Another reason, however, is that dining in is often not an option, especially for business-related meals. Homes continue to be relatively small and cramped, and getting there often involves a long commute for all. Thus, restaurants have thrived, from the neighborhood bar to the whole areas of town that are built around after-hours entertaining.

Yasuo Terui, the editor of "Tokyo Ii Mise, Umai Mise (Tokyo Good Restaurant, Delicious Restaurant)" whose first edition went on sale in 1967, was also critical of Michelin, saying that it only scratched the surface of what there is to be had in Tokyo.

"I don't think Michelin knows anything about Japan," he said.

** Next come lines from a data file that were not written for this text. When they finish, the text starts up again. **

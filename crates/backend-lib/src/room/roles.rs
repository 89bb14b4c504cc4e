// ============================
// crates/backend-lib/src/room/roles.rs
// ============================
//! Permission hierarchy: one main host, at most [`MAX_MODERATORS`]
//! moderators, everyone else a participant.
//!
//! Only the main host grants or revokes moderator status. The main host and
//! moderators may kick and mute, but a moderator can never act on the main
//! host or on another moderator.

use meetroom_common::{
    ActionErrorReason, HostChangeReason, LeaveReason, MediaKind, Role, ServerMessage,
    MAX_MODERATORS,
};
use tracing::info;

use super::{Departure, Effects, Recipient, Room};

impl Room {
    /// Grant moderator status
    pub fn promote(&mut self, requester_id: &str, target_id: &str) -> Result<Effects, ActionErrorReason> {
        if !self.is_main_host(requester_id) {
            return Err(ActionErrorReason::NotAuthorized);
        }
        match self.role_of(target_id) {
            None => return Err(ActionErrorReason::TargetNotFound),
            Some(Role::MainHost | Role::Moderator) => return Err(ActionErrorReason::NotAuthorized),
            Some(Role::Participant) => {},
        }
        if self.moderator_ids.len() >= MAX_MODERATORS {
            return Err(ActionErrorReason::ModeratorLimitReached);
        }

        self.moderator_ids.insert(target_id.to_string());

        let mut effects = Effects::new();
        effects.send(
            Recipient::Everyone,
            ServerMessage::RoleChanged {
                room_id: self.room_id.clone(),
                participant_id: target_id.to_string(),
                role: Role::Moderator,
            },
        );
        effects.send(
            Recipient::One(requester_id.to_string()),
            ServerMessage::PromoteSuccess {
                room_id: self.room_id.clone(),
                target_id: target_id.to_string(),
            },
        );
        Ok(effects)
    }

    /// Revoke moderator status
    pub fn demote(&mut self, requester_id: &str, target_id: &str) -> Result<Effects, ActionErrorReason> {
        if !self.is_main_host(requester_id) {
            return Err(ActionErrorReason::NotAuthorized);
        }
        match self.role_of(target_id) {
            None => return Err(ActionErrorReason::TargetNotFound),
            Some(Role::MainHost | Role::Participant) => return Err(ActionErrorReason::NotAuthorized),
            Some(Role::Moderator) => {},
        }

        self.moderator_ids.remove(target_id);

        let mut effects = Effects::new();
        effects.send(
            Recipient::Everyone,
            ServerMessage::RoleChanged {
                room_id: self.room_id.clone(),
                participant_id: target_id.to_string(),
                role: Role::Participant,
            },
        );
        Ok(effects)
    }

    /// Whether `requester_id` may kick or mute `target_id`
    fn check_moderation(&self, requester_id: &str, target_id: &str) -> Result<(), ActionErrorReason> {
        let requester = self.role_of(requester_id).ok_or(ActionErrorReason::NotAuthorized)?;
        if !requester.is_privileged() {
            return Err(ActionErrorReason::NotAuthorized);
        }
        let target = self.role_of(target_id).ok_or(ActionErrorReason::TargetNotFound)?;
        if requester_id == target_id {
            return Err(ActionErrorReason::NotAuthorized);
        }
        match (requester, target) {
            (_, Role::MainHost) => Err(ActionErrorReason::NotAuthorized),
            (Role::Moderator, Role::Moderator) => Err(ActionErrorReason::NotAuthorized),
            _ => Ok(()),
        }
    }

    /// Forcibly remove a participant as if it had left
    pub fn kick(&mut self, requester_id: &str, target_id: &str) -> Result<Effects, ActionErrorReason> {
        self.check_moderation(requester_id, target_id)?;

        let mut effects = Effects::new();
        effects.send(
            Recipient::One(target_id.to_string()),
            ServerMessage::Kicked {
                room_id: self.room_id.clone(),
                by: requester_id.to_string(),
            },
        );
        let (departure, leave_effects) = self.leave(target_id, LeaveReason::Kicked);
        debug_assert_eq!(departure, Departure::Left);
        effects.extend(leave_effects);
        Ok(effects)
    }

    /// Hand the main-host role to the longest-tenured moderator, else the
    /// longest-tenured participant. Called after `departing_id` was removed.
    pub(super) fn transfer_host_on_departure(
        &mut self,
        departing_id: &str,
        reason: HostChangeReason,
    ) -> Effects {
        let mut effects = Effects::new();

        let successor = {
            let members = self.by_tenure();
            members
                .iter()
                .find(|p| self.moderator_ids.contains(&p.id))
                .or_else(|| members.first())
                .map(|p| p.id.clone())
        };
        let Some(successor) = successor else {
            self.main_host_id = None;
            return effects;
        };

        self.moderator_ids.remove(&successor);
        self.main_host_id = Some(successor.clone());
        info!(
            room_id = %self.room_id,
            predecessor = departing_id,
            successor = %successor,
            "main host migrated"
        );

        effects.send(
            Recipient::Everyone,
            ServerMessage::HostChanged {
                room_id: self.room_id.clone(),
                predecessor_id: departing_id.to_string(),
                successor_id: successor.clone(),
                reason,
            },
        );
        // the new host may now resolve the queue
        if !self.pending.is_empty() {
            effects.send(Recipient::One(successor), self.waiting_room_update());
        }
        effects
    }

    /// Only the target hears about it; its flags change when it reports them
    fn request_mute(&self, requester_id: &str, target_id: &str, muted: bool, effects: &mut Effects) {
        effects.send(
            Recipient::One(target_id.to_string()),
            ServerMessage::MuteRequested {
                room_id: self.room_id.clone(),
                requester_id: requester_id.to_string(),
                muted,
            },
        );
    }

    /// Advisory mute or unmute request to one participant
    pub fn mute_participant(
        &mut self,
        requester_id: &str,
        target_id: &str,
        muted: bool,
    ) -> Result<Effects, ActionErrorReason> {
        self.check_moderation(requester_id, target_id)?;
        let mut effects = Effects::new();
        self.request_mute(requester_id, target_id, muted, &mut effects);
        Ok(effects)
    }

    /// Advisory mute to everyone the requester is allowed to moderate
    pub fn mute_all(&mut self, requester_id: &str) -> Result<Effects, ActionErrorReason> {
        if !self.is_privileged(requester_id) {
            return Err(ActionErrorReason::NotAuthorized);
        }
        let targets: Vec<String> = self
            .participant_ids()
            .into_iter()
            .filter(|id| self.check_moderation(requester_id, id).is_ok())
            .collect();

        let mut effects = Effects::new();
        for target in targets {
            self.request_mute(requester_id, &target, true, &mut effects);
        }
        Ok(effects)
    }

    /// Record a client's self-reported camera or microphone state
    pub fn set_media_state(
        &mut self,
        participant_id: &str,
        kind: MediaKind,
        enabled: bool,
    ) -> Result<Effects, ActionErrorReason> {
        let p = self
            .participants
            .get_mut(participant_id)
            .ok_or(ActionErrorReason::NotAuthorized)?;
        match kind {
            MediaKind::Video => p.is_video_enabled = enabled,
            MediaKind::Audio => p.is_audio_enabled = enabled,
        }

        let mut effects = Effects::new();
        effects.send(
            Recipient::EveryoneExcept(participant_id.to_string()),
            ServerMessage::MediaStateChanged {
                room_id: self.room_id.clone(),
                participant_id: participant_id.to_string(),
                kind,
                enabled,
            },
        );
        Ok(effects)
    }
}

#[cfg(test)]
mod tests {
    use super::super::test_support::*;
    use super::*;

    #[test]
    fn test_promote_up_to_limit() {
        let ids = ["host", "p1", "p2", "p3", "p4", "p5", "p6"];
        let mut room = room_with(&ids);
        for id in &ids[1..=5] {
            room.promote("host", id).unwrap();
        }
        assert_eq!(room.moderator_count(), MAX_MODERATORS);

        assert_eq!(
            room.promote("host", "p6").unwrap_err(),
            ActionErrorReason::ModeratorLimitReached
        );
        assert_eq!(room.moderator_count(), MAX_MODERATORS);
        assert_eq!(room.role_of("p6"), Some(Role::Participant));
        room.check_invariants().unwrap();
    }

    #[test]
    fn test_promote_authorization() {
        let mut room = room_with(&["host", "mod", "guest"]);
        room.promote("host", "mod").unwrap();

        // only the main host promotes
        assert_eq!(
            room.promote("mod", "guest").unwrap_err(),
            ActionErrorReason::NotAuthorized
        );
        // no double promotion, no promoting the host
        assert_eq!(
            room.promote("host", "mod").unwrap_err(),
            ActionErrorReason::NotAuthorized
        );
        assert_eq!(
            room.promote("host", "host").unwrap_err(),
            ActionErrorReason::NotAuthorized
        );
        assert_eq!(
            room.promote("host", "ghost").unwrap_err(),
            ActionErrorReason::TargetNotFound
        );
    }

    #[test]
    fn test_promote_notifies_room_and_requester() {
        let mut room = room_with(&["host", "guest"]);
        let effects = room.promote("host", "guest").unwrap();
        let to_all: Vec<_> = effects.messages_to(&Recipient::Everyone).collect();
        assert!(matches!(
            to_all.as_slice(),
            [ServerMessage::RoleChanged { role: Role::Moderator, .. }]
        ));
        let to_host: Vec<_> = effects.messages_to(&Recipient::One("host".into())).collect();
        assert!(matches!(to_host.as_slice(), [ServerMessage::PromoteSuccess { .. }]));
    }

    #[test]
    fn test_demote() {
        let mut room = room_with(&["host", "mod", "guest"]);
        room.promote("host", "mod").unwrap();

        assert_eq!(
            room.demote("host", "guest").unwrap_err(),
            ActionErrorReason::NotAuthorized
        );
        assert_eq!(
            room.demote("mod", "mod").unwrap_err(),
            ActionErrorReason::NotAuthorized
        );
        room.demote("host", "mod").unwrap();
        assert_eq!(room.role_of("mod"), Some(Role::Participant));
    }

    #[test]
    fn test_kick_rules() {
        let mut room = room_with(&["host", "mod1", "mod2", "guest"]);
        room.promote("host", "mod1").unwrap();
        room.promote("host", "mod2").unwrap();

        let cases = [
            ("guest", "mod1", ActionErrorReason::NotAuthorized),
            ("mod1", "host", ActionErrorReason::NotAuthorized),
            ("mod1", "mod2", ActionErrorReason::NotAuthorized),
            ("mod1", "mod1", ActionErrorReason::NotAuthorized),
            ("host", "host", ActionErrorReason::NotAuthorized),
            ("host", "ghost", ActionErrorReason::TargetNotFound),
        ];
        for (requester, target, expected) in cases {
            assert_eq!(
                room.kick(requester, target).unwrap_err(),
                expected,
                "{requester} kicking {target}"
            );
        }

        let effects = room.kick("mod1", "guest").unwrap();
        assert!(room.participant("guest").is_none());
        let to_guest: Vec<_> = effects.messages_to(&Recipient::One("guest".into())).collect();
        assert!(matches!(to_guest.as_slice(), [ServerMessage::Kicked { by, .. }] if by == "mod1"));

        // only the main host removes moderators
        room.kick("host", "mod2").unwrap();
        assert_eq!(room.moderator_count(), 1);
        room.check_invariants().unwrap();
    }

    #[test]
    fn test_host_migrates_to_oldest_moderator() {
        let mut room = room_with(&["host", "early", "m1", "m2"]);
        // promotion order differs from tenure order on purpose
        room.promote("host", "m2").unwrap();
        room.promote("host", "m1").unwrap();

        let (_, effects) = room.leave("host", LeaveReason::Left);
        assert_eq!(room.main_host_id(), Some("m1"));
        assert_eq!(room.role_of("m1"), Some(Role::MainHost));
        assert_eq!(room.role_of("m2"), Some(Role::Moderator));
        assert_eq!(room.moderator_count(), 1);

        let to_all: Vec<_> = effects.messages_to(&Recipient::Everyone).collect();
        assert!(to_all.iter().any(|m| matches!(
            m,
            ServerMessage::HostChanged { predecessor_id, successor_id, reason: HostChangeReason::HostLeft, .. }
                if predecessor_id == "host" && successor_id == "m1"
        )));
        room.check_invariants().unwrap();
    }

    #[test]
    fn test_host_migrates_to_oldest_participant_without_moderators() {
        let mut room = room_with(&["host", "bob", "carol"]);
        let (_, effects) = room.leave("host", LeaveReason::Disconnected);
        assert_eq!(room.main_host_id(), Some("bob"));
        assert!(effects.messages_to(&Recipient::Everyone).any(|m| matches!(
            m,
            ServerMessage::HostChanged { reason: HostChangeReason::HostDisconnected, .. }
        )));
    }

    #[test]
    fn test_mute_all_is_advisory_and_scoped() {
        let mut room = room_with(&["host", "mod", "guest1", "guest2"]);
        room.promote("host", "mod").unwrap();

        let effects = room.mute_all("mod").unwrap();
        let muted: Vec<_> = ["host", "mod", "guest1", "guest2"]
            .into_iter()
            .filter(|id| {
                effects
                    .messages_to(&Recipient::One(id.to_string()))
                    .any(|m| matches!(m, ServerMessage::MuteRequested { muted: true, .. }))
            })
            .collect();
        assert_eq!(muted, ["guest1", "guest2"]);
        assert!(room.participant("guest1").unwrap().is_audio_enabled);
        assert!(effects.iter().all(|e| matches!(
            e,
            super::super::Effect::Send { message: ServerMessage::MuteRequested { .. }, .. }
        )));

        assert_eq!(
            room.mute_all("guest1").unwrap_err(),
            ActionErrorReason::NotAuthorized
        );
    }

    #[test]
    fn test_unmute_and_self_reported_state() {
        let mut room = room_with(&["host", "guest"]);
        let effects = room.mute_participant("host", "guest", true).unwrap();
        assert!(room.participant("guest").unwrap().is_audio_enabled);
        assert_eq!(effects.messages_to(&Recipient::EveryoneExcept("guest".into())).count(), 0);

        room.set_media_state("guest", MediaKind::Audio, false).unwrap();
        room.mute_participant("host", "guest", false).unwrap();
        assert!(!room.participant("guest").unwrap().is_audio_enabled);

        let effects = room.set_media_state("guest", MediaKind::Video, false).unwrap();
        assert!(!room.participant("guest").unwrap().is_video_enabled);
        assert!(effects
            .messages_to(&Recipient::EveryoneExcept("guest".into()))
            .any(|m| matches!(m, ServerMessage::MediaStateChanged { enabled: false, .. })));
    }
}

But he basically agreed with the rating of Tokyo as the world's best place to eat.

"I think we can call it the culinary capital of the world," he said. "If you try any cuisine, it's hard to go wrong in Tokyo."

Terui said part of the secret of Tokyo's success is that many of emerging Japanese chefs have studied Italian, French, Chinese and other international cuisines all over the world, and are trying to be creative by adding to them a fusion of Japanese tradition.

He added, however, that guides have limitations — some good places are bound to be overlooked.

"You can find many places that are not publicized at all but are still good, especially when you are traveling rural Europe," he said. "I'm sure it's similar in Japan, too."